Only Kathy Silver from University Medical Center agreed to share her perspective on the reform effort likely to affect us all.

Colleen McCarty: "Do you think we need health care reform?"

Kathy Silver: "Absolutely, there's no doubt in my mind something needs to change."

University Medical Center CEO Kathy Silver sees the evidence on the bottom line of the budget for Clark County's only not-for-profit, public hospital. It's been in the red more than 10 years running, with $200 million last year alone in uncompensated care.

"Part of the financing proposal that's been floated around out there is well, we'll just cut some of the Disproportionate Share Payments to hospitals. Well, we're the beneficiary of those types of funds and without those funds, we couldn't begin to provide a lot of the care we provide already," Silver said.

The disproportionate Share Hospital program, known as DSH, compensates facilities like UMC for the costs of treating low-income and uninsured patients. Cuts to DSH and to other federal hospital reimbursements are one way reform supporters propose to fund universal health coverage.

"The danger to this is if they're driving down costs simply by denying care of reducing reimbursement to providers, then we're kidding ourselves. Because that's going to come back to bite us. If providers can't cover their costs, one of two things will happen. They'll stop investigating in technology or they're going to reduce services," she said.

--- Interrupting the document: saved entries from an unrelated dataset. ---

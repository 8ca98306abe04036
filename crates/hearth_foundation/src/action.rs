//! Action kinds and parameters.
//!
//! An [`ActionKind`] is what a command asks a device to do; [`ActionParams`]
//! carries the optional trailing clause ("for 30 mins", "for tomorrow 6am")
//! that qualifies it.

use std::fmt;

#[cfg(feature = "serde")]
use serde::{Deserialize, Serialize};

/// The closed set of actions the command dialect can express.
#[derive(Clone, Copy, Debug, Default, PartialEq, Eq, Hash)]
#[cfg_attr(feature = "serde", derive(Serialize, Deserialize))]
pub enum ActionKind {
    /// No action recognized yet.
    #[default]
    None,
    /// Switch a device on.
    TurnOn,
    /// Switch a device off.
    TurnOff,
    /// Dispense food.
    Feed,
    /// Close a device (curtains).
    Close,
    /// Open a device (curtains).
    Open,
    /// Prepare something (blender).
    Prepare,
    /// Arm or program a device (alarm, dishwasher).
    Set,
}

impl ActionKind {
    /// Maps a spoken verb to its action kind, case-insensitively.
    ///
    /// Unrecognized verbs map to [`ActionKind::None`].
    #[must_use]
    pub fn from_verb(verb: &str) -> Self {
        match verb.to_lowercase().as_str() {
            "turn-on" => Self::TurnOn,
            "turn-off" => Self::TurnOff,
            "feed" => Self::Feed,
            "close" => Self::Close,
            "open" => Self::Open,
            "prepare" => Self::Prepare,
            "set" => Self::Set,
            _ => Self::None,
        }
    }

    /// Returns the canonical spoken form of this action.
    #[must_use]
    pub fn verb(&self) -> &'static str {
        match self {
            Self::None => "none",
            Self::TurnOn => "turn-on",
            Self::TurnOff => "turn-off",
            Self::Feed => "feed",
            Self::Close => "close",
            Self::Open => "open",
            Self::Prepare => "prepare",
            Self::Set => "set",
        }
    }
}

impl fmt::Display for ActionKind {
    fn fmt(&self, f: &mut fmt::Formatter<'_>) -> fmt::Result {
        write!(f, "{}", self.verb())
    }
}

/// The optional parameter clause attached to an action.
///
/// At most one of `duration` and `time_period` is populated: the grammar
/// tries the duration form first and only attempts the schedule form when
/// that fails. Absence of both is a valid, unscheduled action.
#[derive(Clone, Debug, Default, PartialEq, Eq)]
#[cfg_attr(feature = "serde", derive(Serialize, Deserialize))]
pub struct ActionParams {
    /// A duration literal such as "30 mins" or "1 hour".
    pub duration: Option<String>,
    /// A schedule literal such as "tomorrow 6am" or "today evening".
    pub time_period: Option<String>,
}

impl ActionParams {
    /// Creates empty parameters (an unscheduled action).
    #[must_use]
    pub fn none() -> Self {
        Self::default()
    }

    /// Creates parameters carrying a duration literal.
    #[must_use]
    pub fn duration(literal: impl Into<String>) -> Self {
        Self {
            duration: Some(literal.into()),
            time_period: None,
        }
    }

    /// Creates parameters carrying a schedule literal.
    #[must_use]
    pub fn time_period(literal: impl Into<String>) -> Self {
        Self {
            duration: None,
            time_period: Some(literal.into()),
        }
    }

    /// Returns whichever literal is populated, if any.
    #[must_use]
    pub fn schedule(&self) -> Option<&str> {
        debug_assert!(
            self.duration.is_none() || self.time_period.is_none(),
            "duration and time_period are mutually exclusive"
        );
        self.duration.as_deref().or(self.time_period.as_deref())
    }

    /// Returns true if neither a duration nor a schedule is present.
    #[must_use]
    pub fn is_empty(&self) -> bool {
        self.duration.is_none() && self.time_period.is_none()
    }
}

impl fmt::Display for ActionParams {
    fn fmt(&self, f: &mut fmt::Formatter<'_>) -> fmt::Result {
        match self.schedule() {
            Some(literal) => write!(f, "{literal}"),
            None => write!(f, "now"),
        }
    }
}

Reform supporters argue billions in cuts will be off-set by the expansion of health coverage to tens of millions of patients. Many who may be eligible for insurance through government's "public option." That part of the equation gives Silver pause. She argues Medicaid and Medicare already reduce costs on the backs of providers like UMC Yet she acknowledges the potential cost savings created by a pool of paying customers.

Colleen McCarty: "Do you look at this and think if this happens we could be profitable?"

Kathy Silver: "If it happens and we could take care of all of the segments of the population that we're trying to care for, yeah, I think that's a possibility. We're never going to be wildly profitable, but hey we would be happy to break even."

Silver contends health care reform should include a discussion of immigration reform. UMC spends millions on people it believes are undocumented immigrants. The hospital can not say exactly how much because legally it can not inquire about a patient's legal status.